The average height of the working orbit is 440 km; The inclination of the orbit is 65 degrees; Weight - 2500 kg; Onboard power supply - solar power installation; Engine - LPRE of reusable inclusion.

At the moment, only the passive satellites of electronic intelligence of US-P are in the composition of the space group of the Russian Federation. The last of them - "Kosmos-2421" - was launched on June 25, 2006, and it was unsuccessful. According to official information, there were minor problems on board due to incomplete deployment of solar panels.
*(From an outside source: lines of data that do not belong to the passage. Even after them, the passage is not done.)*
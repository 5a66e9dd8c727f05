//! Report records and the report sink.
//!
//! Reports are plain serde structs serialized as pretty JSON. The sink
//! writes a timestamped artifact and then overwrites the matching
//! `-latest` artifact.

use std::collections::HashSet;
use std::fs::{self, OpenOptions};
use std::io::{ErrorKind, Write};
use std::path::{Path, PathBuf};

use chrono::{DateTime, Utc};
use serde::{Deserialize, Serialize};
use tracing::info;

use story_types::ClusteringSettings;

use crate::cluster::Cluster;
use crate::error::ClusterError;
use crate::metrics::ClusterMetrics;
use crate::reconcile::{MappedCluster, ReconciliationVerdict, VerdictCounts};
use crate::snapshot::Snapshot;
use crate::sweep::SweepRow;

/// Which pipeline produced a report.
#[derive(Debug, Clone, Copy, PartialEq, Eq, Serialize, Deserialize)]
#[serde(rename_all = "lowercase")]
pub enum ReportMode {
    Detailed,
    Sweep,
}

impl ReportMode {
    /// File name prefix for artifacts of this mode.
    pub fn prefix(&self) -> &'static str {
        match self {
            ReportMode::Detailed => "clusters",
            ReportMode::Sweep => "sweep",
        }
    }
}

/// Input parameters echoed into a detailed report.
#[derive(Debug, Clone, PartialEq, Serialize, Deserialize)]
pub struct RunParameters {
    pub lookback_hours: u32,
    pub threshold: f64,
    pub min_cluster_size: usize,
    pub max_day_span: f64,
    pub reconcile: bool,
    #[serde(default, skip_serializing_if = "Option::is_none")]
    pub coherence_seed: Option<u64>,
}

impl RunParameters {
    pub fn from_settings(settings: &ClusteringSettings) -> Self {
        Self {
            lookback_hours: settings.effective_lookback_hours(),
            threshold: settings.threshold,
            min_cluster_size: settings.min_cluster_size,
            max_day_span: settings.max_day_span,
            reconcile: settings.reconcile,
            coherence_seed: settings.coherence_seed,
        }
    }
}

/// Thresholds that flag a cluster as anomalous.
#[derive(Debug, Clone, Copy, PartialEq)]
pub struct AnomalyRules {
    pub mega_cluster_size: usize,
    pub low_coherence_threshold: f64,
    pub low_coherence_min_size: usize,
}

impl AnomalyRules {
    pub fn from_settings(settings: &ClusteringSettings) -> Self {
        Self {
            mega_cluster_size: settings.mega_cluster_size,
            low_coherence_threshold: settings.low_coherence_threshold,
            low_coherence_min_size: settings.low_coherence_min_size,
        }
    }

    pub fn flags(&self, member_count: usize, coherence: Option<f64>) -> ClusterFlags {
        ClusterFlags {
            mega: member_count >= self.mega_cluster_size,
            low_coherence: member_count >= self.low_coherence_min_size
                && coherence.is_some_and(|c| c < self.low_coherence_threshold),
        }
    }
}

/// Anomaly flags for one cluster.
#[derive(Debug, Clone, Copy, Default, PartialEq, Eq, Serialize, Deserialize)]
pub struct ClusterFlags {
    pub mega: bool,
    pub low_coherence: bool,
}

/// Serialized reconciliation verdict.
#[derive(Debug, Clone, PartialEq, Serialize, Deserialize)]
pub struct VerdictRecord {
    /// `exact-match`, `partial-match`, `split-in-persistent` or `all-new`
    pub verdict: String,
    pub unassigned: usize,
    pub mapped: Vec<MappedCluster>,
}

impl From<&ReconciliationVerdict> for VerdictRecord {
    fn from(verdict: &ReconciliationVerdict) -> Self {
        Self {
            verdict: verdict.label().to_string(),
            unassigned: verdict.unassigned(),
            mapped: verdict.mapped().to_vec(),
        }
    }
}

/// One cluster in a detailed report.
#[derive(Debug, Clone, PartialEq, Serialize, Deserialize)]
pub struct ClusterRecord {
    pub id: u32,
    pub member_count: usize,
    pub unique_authors: usize,
    pub coherence: Option<f64>,
    pub is_story_candidate: bool,
    pub span_hours: f64,
    pub earliest: DateTime<Utc>,
    pub latest: DateTime<Utc>,
    /// First distinct member headlines in timestamp order
    pub headlines: Vec<String>,
    pub member_ids: Vec<String>,
    pub flags: ClusterFlags,
    #[serde(default, skip_serializing_if = "Option::is_none")]
    pub reconciliation: Option<VerdictRecord>,
}

impl ClusterRecord {
    pub fn new(
        snapshot: &Snapshot,
        cluster: &Cluster,
        metrics: &ClusterMetrics,
        headline_samples: usize,
        rules: &AnomalyRules,
    ) -> Self {
        let mut members: Vec<usize> = cluster.members.clone();
        members.sort_by(|&a, &b| {
            let (a, b) = (snapshot.item(a), snapshot.item(b));
            a.created_at.cmp(&b.created_at).then_with(|| a.id.cmp(&b.id))
        });

        let mut seen = HashSet::new();
        let headlines: Vec<String> = members
            .iter()
            .map(|&i| snapshot.item(i).headline().trim().to_string())
            .filter(|h| !h.is_empty() && seen.insert(h.clone()))
            .take(headline_samples)
            .collect();

        Self {
            id: cluster.id,
            member_count: cluster.member_count(),
            unique_authors: metrics.unique_authors,
            coherence: metrics.coherence,
            is_story_candidate: metrics.is_story_candidate,
            span_hours: metrics.span_hours,
            earliest: cluster.earliest,
            latest: cluster.latest,
            headlines,
            member_ids: members.iter().map(|&i| snapshot.item(i).id.clone()).collect(),
            flags: rules.flags(cluster.member_count(), metrics.coherence),
            reconciliation: None,
        }
    }

    pub fn with_verdict(mut self, verdict: &ReconciliationVerdict) -> Self {
        self.reconciliation = Some(VerdictRecord::from(verdict));
        self
    }
}

/// Summary block of a detailed report.
#[derive(Debug, Clone, PartialEq, Serialize, Deserialize)]
pub struct ReportSummary {
    pub eligible_items: usize,
    /// Items excluded for an unusable embedding
    pub skipped_items: usize,
    pub cluster_count: usize,
    pub covered_items: usize,
    pub coverage_pct: f64,
    pub story_candidates: usize,
    pub average_coherence: Option<f64>,
    pub median_coherence: Option<f64>,
    pub mega_clusters: usize,
    pub low_coherence_clusters: usize,
    #[serde(default, skip_serializing_if = "Option::is_none")]
    pub verdicts: Option<VerdictCounts>,
}

impl ReportSummary {
    pub fn from_records(snapshot: &Snapshot, records: &[ClusterRecord]) -> Self {
        let covered: HashSet<&str> = records
            .iter()
            .flat_map(|r| r.member_ids.iter().map(String::as_str))
            .collect();
        let coherences: Vec<f64> = records.iter().filter_map(|r| r.coherence).collect();
        let eligible = snapshot.eligible_count();

        Self {
            eligible_items: eligible,
            skipped_items: snapshot.skipped(),
            cluster_count: records.len(),
            covered_items: covered.len(),
            coverage_pct: if eligible == 0 {
                0.0
            } else {
                covered.len() as f64 * 100.0 / eligible as f64
            },
            story_candidates: records.iter().filter(|r| r.is_story_candidate).count(),
            average_coherence: mean(&coherences),
            median_coherence: median(&coherences),
            mega_clusters: records.iter().filter(|r| r.flags.mega).count(),
            low_coherence_clusters: records.iter().filter(|r| r.flags.low_coherence).count(),
            verdicts: None,
        }
    }

    pub fn with_verdicts(mut self, counts: VerdictCounts) -> Self {
        self.verdicts = Some(counts);
        self
    }
}

/// Output of a detailed run.
#[derive(Debug, Clone, PartialEq, Serialize, Deserialize)]
pub struct StoryReport {
    pub run_id: String,
    pub mode: ReportMode,
    pub generated_at: DateTime<Utc>,
    pub parameters: RunParameters,
    pub summary: ReportSummary,
    pub clusters: Vec<ClusterRecord>,
}

/// Input parameters echoed into a sweep report.
#[derive(Debug, Clone, PartialEq, Serialize, Deserialize)]
pub struct SweepParameters {
    pub lookback_hours: u32,
    pub thresholds: Vec<f64>,
    pub min_cluster_size: usize,
    pub max_day_span: f64,
    pub story_like_size: usize,
}

/// Output of a threshold sweep.
#[derive(Debug, Clone, PartialEq, Serialize, Deserialize)]
pub struct SweepReport {
    pub run_id: String,
    pub mode: ReportMode,
    pub generated_at: DateTime<Utc>,
    pub parameters: SweepParameters,
    pub eligible_items: usize,
    pub skipped_items: usize,
    pub matrix_ms: u64,
    pub rows: Vec<SweepRow>,
}

/// Mean of the values; `None` when empty.
pub fn mean(values: &[f64]) -> Option<f64> {
    if values.is_empty() {
        return None;
    }
    Some(values.iter().sum::<f64>() / values.len() as f64)
}

/// Median of the values; `None` when empty.
pub fn median(values: &[f64]) -> Option<f64> {
    if values.is_empty() {
        return None;
    }
    let mut sorted = values.to_vec();
    sorted.sort_by(|a, b| a.total_cmp(b));
    let mid = sorted.len() / 2;
    if sorted.len() % 2 == 0 {
        Some((sorted[mid - 1] + sorted[mid]) / 2.0)
    } else {
        Some(sorted[mid])
    }
}

/// Paths written for one report.
#[derive(Debug, Clone, PartialEq, Eq)]
pub struct WrittenReport {
    pub timestamped: PathBuf,
    pub latest: PathBuf,
}

/// Destination for serialized reports.
pub trait ReportSink: Send + Sync {
    /// Write `body` as both a timestamped and a latest artifact.
    fn write(
        &self,
        prefix: &str,
        generated_at: DateTime<Utc>,
        body: &[u8],
    ) -> Result<WrittenReport, ClusterError>;
}

/// Writes reports as JSON files into a directory.
#[derive(Debug, Clone)]
pub struct FsReportSink {
    dir: PathBuf,
}

impl FsReportSink {
    pub fn new(dir: impl Into<PathBuf>) -> Self {
        Self { dir: dir.into() }
    }

    pub fn dir(&self) -> &Path {
        &self.dir
    }

    /// Write `body` to a timestamped file that did not exist before.
    ///
    /// A run stamped with the same millisecond as an earlier artifact gets a
    /// numeric suffix instead of replacing it.
    fn write_new(&self, prefix: &str, stamp: &str, body: &[u8]) -> Result<PathBuf, ClusterError> {
        let mut attempt = 0u32;
        loop {
            let name = match attempt {
                0 => format!("{}-{}.json", prefix, stamp),
                n => format!("{}-{}-{}.json", prefix, stamp, n),
            };
            let path = self.dir.join(name);
            match OpenOptions::new().write(true).create_new(true).open(&path) {
                Ok(mut file) => {
                    file.write_all(body)?;
                    return Ok(path);
                }
                Err(e) if e.kind() == ErrorKind::AlreadyExists => attempt += 1,
                Err(e) => return Err(e.into()),
            }
        }
    }

    /// Serialize and write a report.
    pub fn write_json<T: Serialize>(
        &self,
        prefix: &str,
        generated_at: DateTime<Utc>,
        report: &T,
    ) -> Result<WrittenReport, ClusterError> {
        let body = serde_json::to_vec_pretty(report)?;
        self.write(prefix, generated_at, &body)
    }
}

impl ReportSink for FsReportSink {
    fn write(
        &self,
        prefix: &str,
        generated_at: DateTime<Utc>,
        body: &[u8],
    ) -> Result<WrittenReport, ClusterError> {
        fs::create_dir_all(&self.dir)?;

        let stamp = generated_at.format("%Y%m%dT%H%M%S%3fZ").to_string();
        let timestamped = self.write_new(prefix, &stamp, body)?;
        let latest = self.dir.join(format!("{}-latest.json", prefix));

        // Swap the latest artifact in whole so readers never see a partial file
        let staging = self.dir.join(format!(".{}-latest.json.tmp", prefix));
        fs::write(&staging, body)?;
        fs::rename(&staging, &latest)?;

        info!(path = %timestamped.display(), bytes = body.len(), "Wrote report");
        Ok(WrittenReport { timestamped, latest })
    }
}
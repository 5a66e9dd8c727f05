//! Vector source loader.
//!
//! Pages through the eligible-items query and merges the pages into one
//! deterministic item list. Any page failure aborts the whole load.

use std::collections::{HashMap, HashSet};

use chrono::{DateTime, Utc};
use tracing::{debug, info, instrument};

use story_types::Item;

use crate::error::ClusterError;
use crate::source::{ItemSource, PageRequest};

/// Loads the eligible item set for a lookback window.
pub struct VectorLoader<'a> {
    source: &'a dyn ItemSource,
    page_size: usize,
}

impl<'a> VectorLoader<'a> {
    pub fn new(source: &'a dyn ItemSource, page_size: usize) -> Self {
        Self {
            source,
            page_size: page_size.max(1),
        }
    }

    /// Fetch every eligible item created at or after `since`.
    ///
    /// Items are merged by id (a later page replaces an earlier copy) and
    /// returned sorted by `(created_at, id)`.
    #[instrument(skip(self))]
    pub async fn load(&self, since: DateTime<Utc>) -> Result<Vec<Item>, ClusterError> {
        let mut merged: HashMap<String, Item> = HashMap::new();
        let mut seen_cursors: HashSet<String> = HashSet::new();
        let mut cursor: Option<String> = None;
        let mut pages = 0usize;

        loop {
            let page = self
                .source
                .fetch_page(PageRequest {
                    since,
                    cursor: cursor.clone(),
                    limit: self.page_size,
                })
                .await?;
            pages += 1;

            debug!(page = pages, items = page.items.len(), "Fetched item page");

            for item in page.items {
                if item.is_eligible() {
                    merged.insert(item.id.clone(), item);
                }
            }

            match page.next_cursor {
                Some(next) => {
                    if !seen_cursors.insert(next.clone()) {
                        return Err(ClusterError::Source(format!(
                            "Item source repeated cursor {}",
                            next
                        )));
                    }
                    cursor = Some(next);
                }
                None => break,
            }
        }

        let mut items: Vec<Item> = merged.into_values().collect();
        items.sort_by(|a, b| a.created_at.cmp(&b.created_at).then_with(|| a.id.cmp(&b.id)));

        info!(pages, items = items.len(), since = %since, "Loaded eligible items");
        Ok(items)
    }
}

#[cfg(test)]
mod tests {
    use super::*;
    use async_trait::async_trait;
    use chrono::{Duration, TimeZone};
    use std::sync::Mutex;

    use crate::source::ItemPage;

    fn item(id: &str, minutes: i64) -> Item {
        let base = Utc.with_ymd_and_hms(2024, 5, 1, 0, 0, 0).unwrap();
        Item::new(id, id, base + Duration::minutes(minutes), id)
            .with_normalized_text(id)
            .with_embedding(vec![1.0f32, 0.0])
    }

    /// Serves canned pages keyed by cursor.
    struct PagedSource {
        pages: HashMap<Option<String>, ItemPage>,
        requests: Mutex<Vec<PageRequest>>,
    }

    #[async_trait]
    impl ItemSource for PagedSource {
        async fn fetch_page(&self, request: PageRequest) -> Result<ItemPage, ClusterError> {
            self.requests.lock().unwrap().push(request.clone());
            self.pages
                .get(&request.cursor)
                .cloned()
                .ok_or_else(|| ClusterError::Source("boom".to_string()))
        }
    }

    fn page(items: Vec<Item>, next: Option<&str>) -> ItemPage {
        ItemPage {
            items,
            next_cursor: next.map(String::from),
        }
    }

    #[tokio::test]
    async fn test_load_merges_pages_and_sorts() {
        let mut pages = HashMap::new();
        pages.insert(None, page(vec![item("c", 3), item("a", 1)], Some("p1")));
        pages.insert(
            Some("p1".to_string()),
            page(vec![item("b", 1), item("a", 1)], None),
        );
        let source = PagedSource {
            pages,
            requests: Mutex::new(Vec::new()),
        };

        let loader = VectorLoader::new(&source, 2);
        let items = loader.load(Utc::now()).await.unwrap();

        let ids: Vec<&str> = items.iter().map(|i| i.id.as_str()).collect();
        assert_eq!(ids, vec!["a", "b", "c"]);

        let requests = source.requests.lock().unwrap();
        assert_eq!(requests.len(), 2);
        assert!(requests.iter().all(|r| r.limit == 2));
    }

    #[tokio::test]
    async fn test_load_fails_on_page_error() {
        let mut pages = HashMap::new();
        pages.insert(None, page(vec![item("a", 1)], Some("missing")));
        let source = PagedSource {
            pages,
            requests: Mutex::new(Vec::new()),
        };

        let result = VectorLoader::new(&source, 10).load(Utc::now()).await;
        assert!(matches!(result, Err(ClusterError::Source(_))));
    }

    #[tokio::test]
    async fn test_load_rejects_repeated_cursor() {
        let mut pages = HashMap::new();
        pages.insert(None, page(vec![item("a", 1)], Some("loop")));
        pages.insert(Some("loop".to_string()), page(vec![item("b", 2)], Some("loop")));
        let source = PagedSource {
            pages,
            requests: Mutex::new(Vec::new()),
        };

        let result = VectorLoader::new(&source, 10).load(Utc::now()).await;
        assert!(matches!(result, Err(ClusterError::Source(_))));
    }

    #[tokio::test]
    async fn test_load_drops_ineligible_items() {
        let mut reply = item("r", 1);
        reply.is_reply = true;
        let mut pages = HashMap::new();
        pages.insert(None, page(vec![item("a", 1), reply], None));
        let source = PagedSource {
            pages,
            requests: Mutex::new(Vec::new()),
        };

        let items = VectorLoader::new(&source, 10).load(Utc::now()).await.unwrap();
        assert_eq!(items.len(), 1);
        assert_eq!(items[0].id, "a");
    }
}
Cosmos 2421 (International Designator 2006-026A, U.S. Satellite Number 29247). was a member of the Russian Electronic Intelligence Ocean Reconnaissance Satellites (EORSATs).

Some debris from the first fragmentation of Cosmos 2421 on 14 March 2008 were thrown into orbits with apogees up to 300 km higher than the pre-event orbit of 400 km by 420 km and perigees as low as 200 km. A little more than six weeks later on 28 April, a new cloud of debris from Cosmos 2421 was observed with some fragments now reaching above 900 km at apogee. By early June more than 50 cataloged debris from the two events had already fallen back to Earth, but more than 300 debris were still in orbit, being tracked by the U.S. SSN.

The third and thus far final fragmentation event occurred on 9 June when the orbit of the main element of the Cosmos 2421 had decayed slightly to 390 km by 415 km. Once again, more than 100 new debris were observed by the SSN, bringing to 500 or more the assessed total number of debris created as a result of the three fragmentation events.

More than 20 EORSAT vehicles have suffered fragmentation since 1974 (Orbital Debris Quarterly News ODQN, April 2008, pp. 1-2; ODQN, July 2008, pp. 1-2). Three fragmentation events of Cosmos 2421 in March-June 2008 led to the generation of 508 cataloged debris. Because of the low orbit of the vehicle at the time of breakup (420 km × 400 km), most of the debris reentered within the same year. By January 2012, all Cosmos 2421 fragments had reentered. The root cause of the many EORSAT fragmentations remains unknown.